COVID-19 Disease*

*This website is intended for a global audience

Since its emergence in 2020, the COVID-19 pandemic has moved at record speed with new variants contributing to a continued global spread. Scientists and companies around the world are working on further understanding the virus and the disease to help end the global pandemic.

View dashboards that provide an up-to-date overview on the geographic distribution of COVID-19 cases worldwide:

View an up-to-date overview on the distribution of COVID-19 cases in Germany:

1. What is COVID-19?

COVID-19 (coronavirus disease 2019) is defined as illness caused by the coronavirus SARS-CoV-2. It was initially reported to the World Health Organization (WHO) on December 31, 2019 and declared a pandemic on March 11, 2020 by the WHO.

Coronaviruses (CoV) represent a large family of viruses which may cause illness in humans ranging from the common cold to serious illness. The most recently discovered coronavirus (SARS-CoV-2) caused the current global pandemic, which now poses major challenges to almost all countries in the world.[1] The coronavirus is named after its shape caused by the protruding spike proteins on its surface that are relevant for the interaction with human cells.

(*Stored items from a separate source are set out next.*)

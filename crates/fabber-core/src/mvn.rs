//! Multivariate Gaussian distribution with dual representation.
//!
//! [`MvnDist`] stores a mean vector and *one* of covariance or precision as
//! the authoritative representation; the other is reconstructed lazily on
//! demand and cached until the next mutation. The representation state is
//! tracked explicitly so stale matrices can never be observed.
//!
//! Every path that writes a matrix symmetrises it as (M + Mᵀ)/2, and every
//! inversion goes through a Cholesky factorisation so that a non-SPD matrix
//! surfaces as a diagnostic [`FabberError::Numerical`] rather than silently
//! producing garbage.

use nalgebra::{Cholesky, DMatrix, DVector};
use rand::Rng;
use rand_distr::StandardNormal;

use crate::error::{FabberError, FabberResult};

/// Which representation of the distribution is currently authoritative.
#[derive(Debug, Clone, Copy, PartialEq, Eq)]
enum Repr {
    /// Covariance is up to date; precision may be stale.
    CovarianceCurrent,
    /// Precision is up to date; covariance may be stale.
    PrecisionCurrent,
    /// Both matrices agree.
    Both,
}

/// A multivariate Gaussian with lazily synchronised covariance/precision.
#[derive(Debug, Clone)]
pub struct MvnDist {
    mean: DVector<f64>,
    covariance: DMatrix<f64>,
    precision: DMatrix<f64>,
    repr: Repr,
}

/// Symmetrise a matrix in place as (M + Mᵀ)/2.
fn symmetrize(m: &mut DMatrix<f64>) {
    let n = m.nrows();
    for i in 0..n {
        for j in (i + 1)..n {
            let avg = 0.5 * (m[(i, j)] + m[(j, i)]);
            m[(i, j)] = avg;
            m[(j, i)] = avg;
        }
    }
}

/// Invert an SPD matrix via Cholesky, reporting failure as a numerical error.
fn spd_inverse(m: &DMatrix<f64>, context: &str) -> FabberResult<DMatrix<f64>> {
    Cholesky::new(m.clone())
        .map(|c| c.inverse())
        .ok_or_else(|| {
            FabberError::numerical(format!("{context}: matrix is not positive definite"))
        })
}

impl MvnDist {
    /// A standard Gaussian of the given dimension: zero mean, identity
    /// covariance.
    #[must_use]
    pub fn new(n: usize) -> Self {
        Self {
            mean: DVector::zeros(n),
            covariance: DMatrix::identity(n, n),
            precision: DMatrix::identity(n, n),
            repr: Repr::Both,
        }
    }

    /// Construct from a mean and covariance matrix.
    pub fn from_mean_covariance(
        mean: DVector<f64>,
        covariance: DMatrix<f64>,
    ) -> FabberResult<Self> {
        let mut dist = Self::new(mean.len());
        dist.set_mean(mean)?;
        dist.set_covariance(covariance)?;
        Ok(dist)
    }

    /// Construct from a mean and precision matrix.
    pub fn from_mean_precision(mean: DVector<f64>, precision: DMatrix<f64>) -> FabberResult<Self> {
        let mut dist = Self::new(mean.len());
        dist.set_mean(mean)?;
        dist.set_precision(precision)?;
        Ok(dist)
    }

    /// Dimension of the distribution.
    #[must_use]
    pub fn n_params(&self) -> usize {
        self.mean.len()
    }

    /// The mean vector.
    #[must_use]
    pub fn mean(&self) -> &DVector<f64> {
        &self.mean
    }

    /// Replace the mean vector. Does not touch either matrix.
    pub fn set_mean(&mut self, mean: DVector<f64>) -> FabberResult<()> {
        if mean.len() != self.mean.len() {
            return Err(FabberError::dimension_mismatch(
                "MVN mean",
                self.mean.len().to_string(),
                mean.len().to_string(),
            ));
        }
        self.mean = mean;
        Ok(())
    }

    /// Replace the covariance; the precision becomes stale.
    pub fn set_covariance(&mut self, mut covariance: DMatrix<f64>) -> FabberResult<()> {
        let n = self.mean.len();
        if covariance.nrows() != n || covariance.ncols() != n {
            return Err(FabberError::dimension_mismatch(
                "MVN covariance",
                format!("{n}x{n}"),
                format!("{}x{}", covariance.nrows(), covariance.ncols()),
            ));
        }
        symmetrize(&mut covariance);
        self.covariance = covariance;
        self.repr = Repr::CovarianceCurrent;
        Ok(())
    }

    /// Replace the precision; the covariance becomes stale.
    pub fn set_precision(&mut self, mut precision: DMatrix<f64>) -> FabberResult<()> {
        let n = self.mean.len();
        if precision.nrows() != n || precision.ncols() != n {
            return Err(FabberError::dimension_mismatch(
                "MVN precision",
                format!("{n}x{n}"),
                format!("{}x{}", precision.nrows(), precision.ncols()),
            ));
        }
        symmetrize(&mut precision);
        self.precision = precision;
        self.repr = Repr::PrecisionCurrent;
        Ok(())
    }

    /// The covariance matrix, reconstructing it from the precision if stale.
    pub fn covariance(&mut self) -> FabberResult<&DMatrix<f64>> {
        if self.repr == Repr::PrecisionCurrent {
            let mut cov = spd_inverse(&self.precision, "inverting MVN precision")?;
            symmetrize(&mut cov);
            self.covariance = cov;
            self.repr = Repr::Both;
        }
        Ok(&self.covariance)
    }

    /// The precision matrix, reconstructing it from the covariance if stale.
    pub fn precision(&mut self) -> FabberResult<&DMatrix<f64>> {
        if self.repr == Repr::CovarianceCurrent {
            let mut prec = spd_inverse(&self.covariance, "inverting MVN covariance")?;
            symmetrize(&mut prec);
            self.precision = prec;
            self.repr = Repr::Both;
        }
        Ok(&self.precision)
    }

    /// log |Σ| via the Cholesky factor of the covariance.
    pub fn log_det_covariance(&mut self) -> FabberResult<f64> {
        let cov = self.covariance()?.clone();
        let chol = Cholesky::new(cov).ok_or_else(|| {
            FabberError::numerical("log-determinant: covariance is not positive definite")
        })?;
        Ok(2.0 * chol.l().diagonal().iter().map(|d| d.ln()).sum::<f64>())
    }

    /// Block-diagonal combination of two independent Gaussians.
    pub fn concat(a: &mut MvnDist, b: &mut MvnDist) -> FabberResult<MvnDist> {
        let (na, nb) = (a.n_params(), b.n_params());
        let mut mean = DVector::zeros(na + nb);
        mean.rows_mut(0, na).copy_from(a.mean());
        mean.rows_mut(na, nb).copy_from(b.mean());

        let mut cov = DMatrix::zeros(na + nb, na + nb);
        cov.view_mut((0, 0), (na, na)).copy_from(a.covariance()?);
        cov.view_mut((na, na), (nb, nb)).copy_from(b.covariance()?);

        MvnDist::from_mean_covariance(mean, cov)
    }

    /// Marginal distribution over the given parameter indices.
    pub fn marginal(&mut self, indices: &[usize]) -> FabberResult<MvnDist> {
        let n = self.n_params();
        for &i in indices {
            if i >= n {
                return Err(FabberError::internal(format!(
                    "marginal index {i} out of range for {n}-dimensional MVN"
                )));
            }
        }
        let cov = self.covariance()?.clone();
        let k = indices.len();
        let mut sub_mean = DVector::zeros(k);
        let mut sub_cov = DMatrix::zeros(k, k);
        for (r, &i) in indices.iter().enumerate() {
            sub_mean[r] = self.mean[i];
            for (c, &j) in indices.iter().enumerate() {
                sub_cov[(r, c)] = cov[(i, j)];
            }
        }
        MvnDist::from_mean_covariance(sub_mean, sub_cov)
    }

    /// KL divergence KL(self ‖ other) between Gaussians of equal dimension.
    pub fn kl_divergence_from(&mut self, other: &mut MvnDist) -> FabberResult<f64> {
        let n = self.n_params();
        if other.n_params() != n {
            return Err(FabberError::dimension_mismatch(
                "KL divergence",
                n.to_string(),
                other.n_params().to_string(),
            ));
        }
        let log_det_self = self.log_det_covariance()?;
        let log_det_other = other.log_det_covariance()?;
        let prec_other = other.precision()?.clone();
        let cov_self = self.covariance()?;

        let trace = (&prec_other * cov_self).trace();
        let diff = other.mean() - self.mean();
        let maha = (prec_other * &diff).dot(&diff);

        Ok(0.5 * (trace + maha - n as f64 + log_det_other - log_det_self))
    }

    /// Draw one sample, for test support only.
    ///
    /// Uses the Cholesky factor of the covariance: x = μ + L·z with
    /// z ~ N(0, I).
    pub fn sample<R: Rng>(&mut self, rng: &mut R) -> FabberResult<DVector<f64>> {
        let n = self.n_params();
        let cov = self.covariance()?.clone();
        let chol = Cholesky::new(cov).ok_or_else(|| {
            FabberError::numerical("sampling: covariance is not positive definite")
        })?;
        let z = DVector::from_fn(n, |_, _| rng.sample::<f64, _>(StandardNormal));
        Ok(&self.mean + chol.l() * z)
    }

    /// Pack as the augmented symmetric matrix [[Σ, μ], [μᵀ, 1]], lower
    /// triangle row-wise.
    ///
    /// This is the layout stored per voxel in the `finalMVN` output volume
    /// (symmetric-matrix intent); length (n+1)(n+2)/2.
    pub fn pack_symmatrix(&mut self) -> FabberResult<DVector<f64>> {
        let n = self.n_params();
        let cov = self.covariance()?.clone();
        let mut packed = DVector::zeros((n + 1) * (n + 2) / 2);
        let mut k = 0;
        for i in 0..n {
            for j in 0..=i {
                packed[k] = cov[(i, j)];
                k += 1;
            }
        }
        for j in 0..n {
            packed[k] = self.mean[j];
            k += 1;
        }
        packed[k] = 1.0;
        Ok(packed)
    }

    /// Rebuild a distribution from the packing produced by
    /// [`MvnDist::pack_symmatrix`].
    pub fn unpack_symmatrix(packed: &DVector<f64>, n: usize) -> FabberResult<MvnDist> {
        let expected = (n + 1) * (n + 2) / 2;
        if packed.len() != expected {
            return Err(FabberError::dimension_mismatch(
                "packed MVN",
                expected.to_string(),
                packed.len().to_string(),
            ));
        }
        let mut cov = DMatrix::zeros(n, n);
        let mut k = 0;
        for i in 0..n {
            for j in 0..=i {
                cov[(i, j)] = packed[k];
                cov[(j, i)] = packed[k];
                k += 1;
            }
        }
        let mean = DVector::from_fn(n, |i, _| packed[k + i]);
        MvnDist::from_mean_covariance(mean, cov)
    }
}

Corona meaning crown in Latin.

Most people infected with SARS-CoV-2 will experience mild to moderate respiratory illness and recover without requiring special treatment. However, serious illness can also develop, including fatal multi-organ failure.

The coronavirus and how it spreads in the human body

The spreading of the virus inside one’s body starts with the virus particle attaching to cells that carry a receptor called ACE2. This allows the virus to enter the cell where it releases its viral genetic code and forces the cell to produce virus proteins. These proteins create new coronaviruses and are released into the body.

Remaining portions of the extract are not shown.